§ **Problem**
Repeat the listing that follows exactly, please.

§ **Given information**
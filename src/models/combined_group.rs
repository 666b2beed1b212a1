use serde::{Deserialize, Serialize};
use sqlx::FromRow;

/// A cross-listing group. Membership is the set of enroll groups whose
/// `combined_group_id` points here.
///
/// A row with `merged_into = None` is a live root. When two groups are
/// discovered to be the same class, the absorbed row keeps pointing at its
/// survivor permanently so historical references still resolve.
#[derive(Debug, Clone, Serialize, Deserialize, FromRow)]
pub struct CombinedGroup {
    pub id: i64,
    /// Semester in which the group was first detected.
    pub semester: String,
    pub merged_into: Option<i64>,
    pub created_at: String,
    pub updated_at: String,
}

impl CombinedGroup {
    pub fn is_root(&self) -> bool {
        self.merged_into.is_none()
    }
}
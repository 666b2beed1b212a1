use serde::{Deserialize, Serialize};
use sqlx::FromRow;

/// A subject code such as "MATH". Written once on first reference and never
/// updated by the import engine afterwards.
#[derive(Debug, Clone, Serialize, Deserialize, FromRow)]
pub struct Subject {
    pub code: String,
    pub name: String,
    pub created_at: String,
}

§ **Written response**
filename src/models/combined_group.rs
repository 666b2beed1b212a1
use serde::{Deserialize, Serialize};
use sqlx::FromRow;

/// A cross-listing group. Membership is the set of enroll groups whose
/// `combined_group_id` points here.
///
/// A row with `merged_into = None` is a live root. When two groups are
/// discovered to be the same class, the absorbed row keeps pointing at its
/// survivor permanently so historical references still resolve.
#[derive(Debug, Clone, Serialize, Deserialize, FromRow)]
pub struct CombinedGroup {
    pub id: i64,
    /// Semester in which the group was first detected.
    pub semester: String,
    pub merged_into: Option<i64>,
    pub created_at: String,
    pub updated_at: String,
}

impl CombinedGroup {
    pub fn is_root(&self) -> bool {
        self.merged_into.is_none()
    }
}
repository 666b2beed1b212a1
use serde::{Deserialize, Serialize};
use sqlx::FromRow;

/// A subject code such as "MATH". Written once on first reference and never
/// updated by the import engine afterwards.
#[derive(Debug, Clone, Serialize, Deserialize, FromRow)]
pub struct Subject {
    pub code: String,
    pub name: String,
    pub created_at: String,
}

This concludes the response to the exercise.